A more relevant question is not whether graduates of certain school do or do
not make more, but rather, what causes them to do so. And analysis of students
who were admitted to such elite schools, but chose to matriculate elsewhere,
shows that on the basis of income alone they had very similar success
outcomes. Only for very-lower-income students was there a noticeable advantage
to attending the elite school, where this metric is concerned.

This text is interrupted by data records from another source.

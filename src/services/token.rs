//! Single-use recovery/confirmation tokens.
//!
//! A token proves control of an email address. Each user holds at most one
//! live token; issuing a new one overwrites (and thereby invalidates) the
//! previous value, and a successful recovery or confirmation consumes it.

use anyhow::Result;

use crate::db::{Store, UserSettings};

/// Generates a fresh opaque token: 128 bits of cryptographic randomness
/// rendered as 32 hex characters.
#[must_use]
pub fn generate_token() -> String {
    use rand::Rng;

    let mut rng = rand::rng();
    let bytes: [u8; 16] = rng.random();

    bytes.iter().fold(String::with_capacity(32), |mut acc, b| {
        use std::fmt::Write;
        let _ = write!(acc, "{b:02x}");
        acc
    })
}

#[derive(Clone)]
pub struct TokenService {
    store: Store,
}

impl TokenService {
    #[must_use]
    pub const fn new(store: Store) -> Self {
        Self { store }
    }

    /// Issues a fresh token for the user, overwriting any previous one.
    pub async fn issue(&self, user_id: &str) -> Result<String> {
        let token = generate_token();
        self.store.set_token(user_id, &token).await?;
        Ok(token)
    }

    /// Resolves a token back to the user currently holding it.
    pub async fn resolve(&self, token: &str) -> Result<Option<UserSettings>> {
        self.store.get_by_token(token).await
    }

    /// Clears the user's live token. Called exactly once per successful
    /// recovery or confirmation to enforce single use.
    pub async fn consume(&self, user_id: &str) -> Result<()> {
        self.store.clear_token(user_id).await
    }
}
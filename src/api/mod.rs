use axum::{
    Router,
    http::HeaderValue,
    middleware,
    routing::{delete, get, post, put},
};
use std::sync::Arc;
use tokio::sync::RwLock;
use tower_http::cors::{Any, CorsLayer};
use tower_http::trace::TraceLayer;

use crate::config::Config;
use crate::services::Notifier;
use crate::state::SharedState;

mod account;
pub mod auth;
mod error;
mod preferences;
mod profile;
mod recovery;
mod signup;
mod system;
mod types;
mod validation;

pub use error::ApiError;
pub use types::*;

#[derive(Clone)]
pub struct AppState {
    pub shared: Arc<SharedState>,

    pub start_time: std::time::Instant,
}

impl AppState {
    #[must_use]
    pub fn config(&self) -> &Arc<RwLock<Config>> {
        &self.shared.config
    }

    #[must_use]
    pub fn store(&self) -> &crate::db::Store {
        &self.shared.store
    }

    #[must_use]
    pub fn notifier(&self) -> &Arc<dyn Notifier> {
        &self.shared.notifier
    }

    #[must_use]
    pub fn tokens(&self) -> &crate::services::TokenService {
        &self.shared.tokens
    }

    #[must_use]
    pub fn takeout(&self) -> &Arc<dyn crate::services::TakeoutService> {
        &self.shared.takeout
    }

    #[must_use]
    pub fn wipeout(&self) -> &Arc<dyn crate::services::WipeoutService> {
        &self.shared.wipeout
    }
}

pub async fn create_app_state(shared: Arc<SharedState>) -> anyhow::Result<Arc<AppState>> {
    Ok(Arc::new(AppState {
        shared,
        start_time: std::time::Instant::now(),
    }))
}

pub async fn create_app_state_from_config(config: Config) -> anyhow::Result<Arc<AppState>> {
    let shared = Arc::new(SharedState::new(config).await?);
    create_app_state(shared).await
}

/// Like [`create_app_state_from_config`] but with an injected notifier, so
/// tests can observe outbound mail instead of talking to a relay.
pub async fn create_app_state_with_notifier(
    config: Config,
    notifier: Arc<dyn Notifier>,
) -> anyhow::Result<Arc<AppState>> {
    let shared = Arc::new(SharedState::with_notifier(config, notifier).await?);
    create_app_state(shared).await
}

pub async fn router(state: Arc<AppState>) -> Router {
    let cors_origins = {
        let config = state.config().read().await;
        config.server.cors_allowed_origins.clone()
    };

    let protected_routes = create_protected_router(state.clone());

    // Public surface: world-viewable profile data plus the token flows, which
    // authenticate by proof of email control rather than by session.
    let api_router = Router::new()
        .merge(protected_routes)
        .route("/profile/{username}", get(profile::get_profile))
        .route(
            "/profile/{username}/picture",
            get(profile::get_profile_picture_by_username),
        )
        .route(
            "/account/password-recovery",
            post(recovery::request_password_recovery),
        )
        .route(
            "/account/password-recovery/{token}",
            post(recovery::complete_password_recovery),
        )
        .route(
            "/account/email-confirm",
            post(recovery::request_email_confirmation),
        )
        .route(
            "/account/email-confirm/{token}",
            post(recovery::complete_email_confirmation),
        )
        .route("/system/status", get(system::get_status))
        .route("/system/health/live", get(system::health_live))
        .route("/system/health/ready", get(system::health_ready))
        .with_state(state.clone());

    let cors_layer = if cors_origins.contains(&"*".to_string()) {
        CorsLayer::new().allow_origin(Any)
    } else {
        let origins: Vec<HeaderValue> =
            cors_origins.iter().filter_map(|s| s.parse().ok()).collect();
        CorsLayer::new().allow_origin(origins)
    };

    // The request span declares `user_id` empty so the identity middleware
    // can fill it in once the caller is resolved.
    let trace_layer = TraceLayer::new_for_http().make_span_with(
        |request: &axum::http::Request<axum::body::Body>| {
            tracing::info_span!(
                "http_request",
                method = %request.method(),
                uri = %request.uri(),
                user_id = tracing::field::Empty,
            )
        },
    );

    Router::new()
        .nest("/api", api_router)
        .layer(cors_layer.allow_methods(Any).allow_headers(Any))
        .layer(trace_layer)
}

fn create_protected_router(state: Arc<AppState>) -> Router<Arc<AppState>> {
    Router::new()
        .route("/preferences", get(preferences::get_preferences))
        .route("/preferences", put(preferences::update_preferences))
        .route(
            "/preferences/picture",
            get(preferences::get_own_profile_picture),
        )
        .route("/signup", get(signup::signup_status))
        .route("/signup", post(signup::complete_signup))
        .route("/signup/username-check", post(signup::check_username))
        .route("/account", delete(account::delete_account))
        .route("/account/export", get(account::export_account))
        .route_layer(middleware::from_fn_with_state(
            state,
            auth::identity_middleware,
        ))
}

Thus, the important factor is the "type of student," not the "type of school."
This is borne out in their conclusions as well:

"Consistent with the past literature, we find a positive and significant
effect of the return to college selectivity during a student’s prime working
years in regression models that do not adjust for unobserved student quality
for cohorts that entered college in 1976 and 1989 using administrative
earnings data from the SSA’s Detailed Earnings Records. Based on these same
regression specifications, we also find that the return to selectivity
increases over the course of a student’s career. However, after we adjust for
unobserved student characteristics, the return to college selectivity falls
dramatically. For the 1976 cohort, the return to school-SAT score for the full
sample is always indistinguishable from zero when we control for the average
SAT score of the colleges that students applied to in order to control for
omitted student variables."

Furthermore, I would importantly mention that while these studies are
valuable, they do ignore significant changes in the nature of student bodies,
labor markets, and educational institutions since the original cohorts are
first observed; their findings can't fairly be 100% extrapolated onto current
populations.

I could go more into the weeds here, but I think it is not ultimately
necessary. Interesting paper, I think less exciting than the works it cites in
its introduction, but still quite neat.

TL;DR = Schools don't matter; students do.

------
tedunangst
"First, the analysis does not pertain to a nationally representative sample of
schools, as the sample is derived from the 27 colleges and universities in the
C&B dataset, the majority of which are very selective."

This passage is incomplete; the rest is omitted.